- [PROBLEM TO SOLVE]
Word for word, reproduce all of the entries shown below.

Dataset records
------------------------------------------------------------------------
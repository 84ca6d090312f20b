//! Heuristic mapping from acoustic features to bounded stress/fatigue scores

use serde::{Deserialize, Serialize};
use tracing::info;

use super::features::FeatureVector;

/// Linearly map `x` from `[lo, hi]` onto `[0, 100]`, saturating outside the range
///
/// With `invert`, lower inputs give higher scores. A degenerate range
/// (`lo == hi`) behaves as a step at `hi`.
pub fn scale(x: f64, lo: f64, hi: f64, invert: bool) -> f64 {
    let t = if hi == lo {
        if x >= hi {
            1.0
        } else {
            0.0
        }
    } else {
        ((x - lo) / (hi - lo)).clamp(0.0, 1.0)
    };

    if invert {
        100.0 * (1.0 - t)
    } else {
        100.0 * t
    }
}

/// Round half to even and clamp into `[0, 100]`
fn to_score(value: f64) -> u8 {
    value.clamp(0.0, 100.0).round_ties_even() as u8
}

/// One weighted term of a score: `weight * scale(feature, lo, hi)`
#[derive(Debug, Clone, Copy, PartialEq, Serialize, Deserialize)]
pub struct WeightedRange {
    pub weight: f64,
    pub lo: f64,
    pub hi: f64,
}

impl WeightedRange {
    pub const fn new(weight: f64, lo: f64, hi: f64) -> Self {
        Self { weight, lo, hi }
    }

    fn contribution(&self, x: f64, invert: bool) -> f64 {
        self.weight * scale(x, self.lo, self.hi, invert)
    }
}

/// Weights and normalization ranges of the score model
#[derive(Debug, Clone, Copy, PartialEq, Serialize, Deserialize)]
#[serde(default)]
pub struct ScoringConfig {
    pub stress_zcr: WeightedRange,
    pub stress_pitch_spread: WeightedRange,
    pub stress_energy_spread: WeightedRange,
    /// Inverted: quiet speech reads as fatigue
    pub fatigue_energy: WeightedRange,
    /// Inverted: low pitch reads as fatigue
    pub fatigue_pitch: WeightedRange,
    pub fatigue_pause: WeightedRange,
}

impl Default for ScoringConfig {
    fn default() -> Self {
        Self {
            stress_zcr: WeightedRange::new(0.5, 0.02, 0.25),
            stress_pitch_spread: WeightedRange::new(0.3, 0.0, 30.0),
            stress_energy_spread: WeightedRange::new(0.2, 0.0, 0.05),
            fatigue_energy: WeightedRange::new(0.5, 0.02, 0.15),
            fatigue_pitch: WeightedRange::new(0.2, 90.0, 220.0),
            fatigue_pause: WeightedRange::new(0.3, 0.05, 0.6),
        }
    }
}

/// Stress and fatigue scores, each in `[0, 100]`
#[derive(Debug, Clone, Copy, PartialEq, Eq, Serialize, Deserialize)]
pub struct ScorePair {
    pub stress_score: u8,
    pub fatigue_score: u8,
}

impl ScorePair {
    /// Clamp arbitrary integers into range
    pub fn new(stress: i64, fatigue: i64) -> Self {
        Self {
            stress_score: stress.clamp(0, 100) as u8,
            fatigue_score: fatigue.clamp(0, 100) as u8,
        }
    }
}

#[derive(Debug, Clone, Default)]
pub struct ScoreModel {
    config: ScoringConfig,
}

impl ScoreModel {
    pub fn new(config: ScoringConfig) -> Self {
        Self { config }
    }

    pub fn stress(&self, f: &FeatureVector) -> f64 {
        let c = &self.config;
        c.stress_zcr.contribution(f.zcr_mean, false)
            + c.stress_pitch_spread.contribution(f.pitch_spread, false)
            + c.stress_energy_spread.contribution(f.energy_spread, false)
    }

    pub fn fatigue(&self, f: &FeatureVector) -> f64 {
        let c = &self.config;
        c.fatigue_energy.contribution(f.energy_mean, true)
            + c.fatigue_pitch.contribution(f.pitch_mean, true)
            + c.fatigue_pause.contribution(f.pause_ratio, false)
    }

    pub fn score(&self, features: &FeatureVector) -> ScorePair {
        let stress = self.stress(features);
        let fatigue = self.fatigue(features);

        let pair = ScorePair {
            stress_score: to_score(stress),
            fatigue_score: to_score(fatigue),
        };

        info!(
            "Scores: stress {} ({:.2}), fatigue {} ({:.2})",
            pair.stress_score, stress, pair.fatigue_score, fatigue
        );

        pair
    }
}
------------------------------------------------------------------------
- [TASK RESULT]
repository 84ca6d090312f20b
//! Heuristic mapping from acoustic features to bounded stress/fatigue scores

use serde::{Deserialize, Serialize};
use tracing::info;

use super::features::FeatureVector;

/// Linearly map `x` from `[lo, hi]` onto `[0, 100]`, saturating outside the range
///
/// With `invert`, lower inputs give higher scores. A degenerate range
/// (`lo == hi`) behaves as a step at `hi`.
pub fn scale(x: f64, lo: f64, hi: f64, invert: bool) -> f64 {
    let t = if hi == lo {
        if x >= hi {
            1.0
        } else {
            0.0
        }
    } else {
        ((x - lo) / (hi - lo)).clamp(0.0, 1.0)
    };

    if invert {
        100.0 * (1.0 - t)
    } else {
        100.0 * t
    }
}

/// Round half to even and clamp into `[0, 100]`
fn to_score(value: f64) -> u8 {
    value.clamp(0.0, 100.0).round_ties_even() as u8
}

/// One weighted term of a score: `weight * scale(feature, lo, hi)`
#[derive(Debug, Clone, Copy, PartialEq, Serialize, Deserialize)]
pub struct WeightedRange {
    pub weight: f64,
    pub lo: f64,
    pub hi: f64,
}

impl WeightedRange {
    pub const fn new(weight: f64, lo: f64, hi: f64) -> Self {
        Self { weight, lo, hi }
    }

    fn contribution(&self, x: f64, invert: bool) -> f64 {
        self.weight * scale(x, self.lo, self.hi, invert)
    }
}

/// Weights and normalization ranges of the score model
#[derive(Debug, Clone, Copy, PartialEq, Serialize, Deserialize)]
#[serde(default)]
pub struct ScoringConfig {
    pub stress_zcr: WeightedRange,
    pub stress_pitch_spread: WeightedRange,
    pub stress_energy_spread: WeightedRange,
    /// Inverted: quiet speech reads as fatigue
    pub fatigue_energy: WeightedRange,
    /// Inverted: low pitch reads as fatigue
    pub fatigue_pitch: WeightedRange,
    pub fatigue_pause: WeightedRange,
}

impl Default for ScoringConfig {
    fn default() -> Self {
        Self {
            stress_zcr: WeightedRange::new(0.5, 0.02, 0.25),
            stress_pitch_spread: WeightedRange::new(0.3, 0.0, 30.0),
            stress_energy_spread: WeightedRange::new(0.2, 0.0, 0.05),
            fatigue_energy: WeightedRange::new(0.5, 0.02, 0.15),
            fatigue_pitch: WeightedRange::new(0.2, 90.0, 220.0),
            fatigue_pause: WeightedRange::new(0.3, 0.05, 0.6),
        }
    }
}

/// Stress and fatigue scores, each in `[0, 100]`
#[derive(Debug, Clone, Copy, PartialEq, Eq, Serialize, Deserialize)]
pub struct ScorePair {
    pub stress_score: u8,
    pub fatigue_score: u8,
}

impl ScorePair {
    /// Clamp arbitrary integers into range
    pub fn new(stress: i64, fatigue: i64) -> Self {
        Self {
            stress_score: stress.clamp(0, 100) as u8,
            fatigue_score: fatigue.clamp(0, 100) as u8,
        }
    }
}

#[derive(Debug, Clone, Default)]
pub struct ScoreModel {
    config: ScoringConfig,
}

impl ScoreModel {
    pub fn new(config: ScoringConfig) -> Self {
        Self { config }
    }

    pub fn stress(&self, f: &FeatureVector) -> f64 {
        let c = &self.config;
        c.stress_zcr.contribution(f.zcr_mean, false)
            + c.stress_pitch_spread.contribution(f.pitch_spread, false)
            + c.stress_energy_spread.contribution(f.energy_spread, false)
    }

    pub fn fatigue(&self, f: &FeatureVector) -> f64 {
        let c = &self.config;
        c.fatigue_energy.contribution(f.energy_mean, true)
            + c.fatigue_pitch.contribution(f.pitch_mean, true)
            + c.fatigue_pause.contribution(f.pause_ratio, false)
    }

    pub fn score(&self, features: &FeatureVector) -> ScorePair {
        let stress = self.stress(features);
        let fatigue = self.fatigue(features);

        let pair = ScorePair {
            stress_score: to_score(stress),
            fatigue_score: to_score(fatigue),
        };

        info!(
            "Scores: stress {} ({:.2}), fatigue {} ({:.2})",
            pair.stress_score, stress, pair.fatigue_score, fatigue
        );

        pair
    }
}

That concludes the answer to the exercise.